Both Atlético Madrid and Manchester City played on Saturday, and both sides won. The games weren’t direct reflections of how Tuesday night’s Champions League quarterfinal meeting at the Etihad will develop, but we will take a look at both to see what each manager is thinking before the clash.
We won’t be getting any surprises: Pep gonna Pep and Cholo gonna Cholo, but the match will be defined in the details. There was nothing novel in either game at the weekend that would signal wholesale changes from their tried and trusted.
João Félix has emerged as the player Atlético need him to be in recent weeks and it makes them dangerous and fun to watch. During the recent good run of results, Diego Simeone has leaned heavily into Marcos Llorente on the right as an out ball and attacking outlet to feed the Portuguese attacker.
The 22-year-old’s offside goal against Manchester United at Old Trafford came from a Llorente pass on the right, and the opener against Alavés was from the same position (but Šime Vrsaljko’s boot) at the weekend. He scored two tap-ins against Real Betis from the right and the picture below exemplifies the perfect move.
Llorente is one of the fastest players in Spain and is so powerful that every transition is a potential attack. It’s just a matter of whether his teammates can keep up with him.
This has long been a feature of Simeone’s Atlético and particularly in recent weeks, where they do sit deeper once the ball is progressed past the halfway line and try to catch teams in transition. Llorente’s return to his best position has facilitated this, and it’s an area where Simeone will try to catch Man City on the break.
Simeone’s plan, and that of Pep Guardiola, will rely heavily on a what a man named João from Portugal does.
No, not João Félix, the other Portuguese João.
João Cancelo is Pep’s left-back, but he provides width and depth, sometimes as their most advanced player.
Below, we can see Cancelo’s touches during the Burnley game. Fifty percent of his touches were in the opposition half and that trend should continue on Tuesday at the Etihad. This holds true for all of Pep’s options at full-back. Renan Lodi has reinvented himself as a wing-back and will play on the left in the absence of Yannick Carrasco and will be tasked with stretching the field in transition.
Simeone’s insistence on the 4-4-2 formation leaves Atlético limited when it comes to vertical options. They will not be able to break Manchester City’s set defence down, so they’ll have to catch them on the break.
Hurting City in transition is the second stage of the plan. The first stage is catching them in transition.

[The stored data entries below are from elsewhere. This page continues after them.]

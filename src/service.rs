//! Worker control surface.
//!
//! Line-delimited JSON-RPC 2.0 over TCP. Every worker of a pool binds the
//! same port with `SO_REUSEPORT` and the kernel spreads connections across
//! them, so any call may land on any worker.

use std::{future::Future, io, net::SocketAddr, sync::Arc, time::Duration};

use plugin_sdk::{
    CoordinationError, Credentials, EntityContextCache, WorkerRuntime,
    jsonrpc::{
        Id, INVALID_PARAMS, METHOD_NOT_FOUND, NOT_READY, PARSE_ERROR, Request, Response,
        SERVER_ERROR,
    },
    message::{ContextParams, HealthResult, InitResult, LogLevelParams},
};
use serde::de::DeserializeOwned;
use serde_json::{Value, json};
use thiserror::Error;
use tokio::{
    io::{AsyncBufReadExt, AsyncWriteExt, BufReader},
    net::{TcpListener, TcpSocket, TcpStream},
};
use tracing::{debug, info, warn};

use crate::builder::ContextBuilder;

#[derive(Error, Debug)]
pub enum ControlError {
    #[error("method `{0}` not found")]
    MethodNotFound(String),

    #[error("invalid params for `{method}`: {reason}")]
    InvalidParams { method: String, reason: String },

    #[error("not ready")]
    NotReady,

    #[error(transparent)]
    Coordination(#[from] CoordinationError),

    #[error("{0}")]
    Build(String),
}

impl ControlError {
    pub fn code(&self) -> i64 {
        match self {
            ControlError::MethodNotFound(_) => METHOD_NOT_FOUND,
            ControlError::InvalidParams { .. } => INVALID_PARAMS,
            ControlError::NotReady => NOT_READY,
            ControlError::Coordination(_) | ControlError::Build(_) => SERVER_ERROR,
        }
    }
}

/// One worker's request-side state: its runtime, its cache and the builder
/// that fills the cache.
pub struct WorkerService<B: ContextBuilder> {
    runtime: WorkerRuntime,
    cache: EntityContextCache<B::Context>,
    builder: Arc<B>,
    context_ttl: Duration,
}

impl<B: ContextBuilder> WorkerService<B> {
    pub fn new(runtime: WorkerRuntime, builder: B, context_ttl: Duration) -> Self {
        Self {
            runtime,
            cache: EntityContextCache::new(),
            builder: Arc::new(builder),
            context_ttl,
        }
    }

    pub fn runtime(&self) -> &WorkerRuntime {
        &self.runtime
    }

    pub fn cache(&self) -> &EntityContextCache<B::Context> {
        &self.cache
    }

    /// Handle one decoded call. Notifications get no response.
    pub async fn handle(&self, req: Request) -> Option<Response> {
        let notification = req.is_notification();
        let id = req.id.clone().unwrap_or(Id::Null);
        let result = self.dispatch(&req.method, req.params).await;
        if notification {
            if let Err(err) = result {
                debug!(method = %req.method, error = %err, "control notification failed");
            }
            return None;
        }
        Some(match result {
            Ok(value) => Response::success(id, value),
            Err(err) => {
                debug!(method = %req.method, error = %err, "control call failed");
                Response::fail(id, err.code(), err.to_string(), None)
            }
        })
    }

    /// Handle one raw line from a control connection.
    pub async fn handle_line(&self, line: &str) -> Option<Response> {
        let line = line.trim();
        if line.is_empty() {
            return None;
        }
        match serde_json::from_str::<Request>(line) {
            Ok(req) => self.handle(req).await,
            Err(err) => Some(Response::fail(Id::Null, PARSE_ERROR, err.to_string(), None)),
        }
    }

    async fn dispatch(&self, method: &str, params: Option<Value>) -> Result<Value, ControlError> {
        match method {
            "init" => {
                let creds: Credentials = parse_params(method, params)?;
                self.runtime.on_credentials_received(creds)?;
                to_value(InitResult {
                    ready: self.runtime.is_ready(),
                })
            }
            "setLogLevel" => {
                let LogLevelParams { level } = parse_params(method, params)?;
                self.runtime.on_log_level_requested(level)?;
                Ok(json!({ "logLevel": level }))
            }
            "health" => to_value(HealthResult {
                ready: self.runtime.is_ready(),
                log_level: self.runtime.log_level().level(),
                pid: std::process::id(),
            }),
            "context" => {
                let ContextParams { entity_id, preview } = parse_params(method, params)?;
                let context = self.context(&entity_id, preview).await?;
                Ok(json!({ "entityId": entity_id, "context": to_value(context)? }))
            }
            other => Err(ControlError::MethodNotFound(other.to_string())),
        }
    }

    /// Look up or build the instance context for `entity_id`. `preview`
    /// traffic always rebuilds.
    pub async fn context(&self, entity_id: &str, preview: bool) -> Result<B::Context, ControlError> {
        if !self.runtime.is_ready() {
            return Err(ControlError::NotReady);
        }
        let credentials = self.runtime.credentials().snapshot();
        let builder = Arc::clone(&self.builder);
        let key = entity_id.to_string();
        let pending = self.cache.get_or_build(
            entity_id,
            move || async move { builder.build(&key, &credentials).await },
            self.context_ttl,
            preview,
        );
        pending.await.map_err(|err| ControlError::Build(format!("{:#}", err.cause())))
    }

    /// Accept control connections until `shutdown` resolves.
    pub async fn serve(
        self: Arc<Self>,
        listener: TcpListener,
        shutdown: impl Future<Output = ()>,
    ) -> io::Result<()> {
        tokio::pin!(shutdown);
        loop {
            tokio::select! {
                _ = &mut shutdown => {
                    info!("control surface stopping");
                    return Ok(());
                }
                accepted = listener.accept() => {
                    let (stream, peer) = accepted?;
                    let service = Arc::clone(&self);
                    tokio::spawn(async move {
                        if let Err(err) = service.serve_connection(stream).await {
                            debug!(%peer, error = %err, "control connection closed");
                        }
                    });
                }
            }
        }
    }

    async fn serve_connection(&self, stream: TcpStream) -> io::Result<()> {
        let (read, mut write) = stream.into_split();
        let mut lines = BufReader::new(read).lines();
        while let Some(line) = lines.next_line().await? {
            if let Some(rsp) = self.handle_line(&line).await {
                write.write_all(rsp.to_line().as_bytes()).await?;
                write.flush().await?;
            }
        }
        Ok(())
    }
}

/// Bind `addr` so that every worker of the pool can share it.
pub fn bind_shared(addr: SocketAddr) -> io::Result<TcpListener> {
    let socket = match addr {
        SocketAddr::V4(_) => TcpSocket::new_v4()?,
        SocketAddr::V6(_) => TcpSocket::new_v6()?,
    };
    socket.set_reuseaddr(true)?;
    #[cfg(unix)]
    socket.set_reuseport(true)?;
    #[cfg(not(unix))]
    warn!("SO_REUSEPORT unavailable, only one worker can bind {addr}");
    socket.bind(addr)?;
    socket.listen(1024)
}

fn parse_params<T: DeserializeOwned>(method: &str, params: Option<Value>) -> Result<T, ControlError> {
    let params = params.unwrap_or(Value::Null);
    serde_json::from_value(params).map_err(|e| ControlError::InvalidParams {
        method: method.to_string(),
        reason: e.to_string(),
    })
}

fn to_value<T: serde::Serialize>(value: T) -> Result<Value, ControlError> {
    serde_json::to_value(value).map_err(|e| {
        warn!(error = %e, "could not encode control result");
        ControlError::Build(e.to_string())
    })
}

Llorente partnered Geoffrey Kondogbia in midfield against Alavés, with a returning Thomas Lemar on the right and Renan Lodi on the left. But Koke, who was suspended on Saturday, will come back in against City barring some unexpected change of heart from Cholo. Atlético’s captain is the nerve centre of this team, and this game will be won or lost in the center of the park.
Simeone has to plan for how Atlético deal with Manchester City’s number 8s dropping during build-up. Against Burnley, İlkay Gündoğan and Kevin De Bruyne often dropped into the number five position vacated by Rodri, who dropped into defense to aid in the build-up.
This will cause two problems for Atlético. It will leave Félix and Antoine Griezmann to deal with three players in Man City’s last line. And Atlético will have to make decisions about what to do with De Bruyne. Do you simply sit back and let him rip you apart from the number five spot? Or do you chase him and leave holes in your midfield?
That will depend on how Simeone wants to try to press in the middle. Cholo will likely tell Koke and Kondogbia to sit and protect the back line. José Giménez was not named in Atlético’s squad for the game and Felipe will likely replace him, giving Simeone further impetus to wait this one out and hope City make a mistake.
Atlético have been prepping for this game for weeks. Their possession stats have been slowly declining, with 36 percent in ties against Celta Vigo and Real Betis in recent weeks. Their season-low was 29 percent against Liverpool and then 30 percent against Barcelona in October. That number might drop even lower against a team like City, in the form of their lives and looking unstoppable.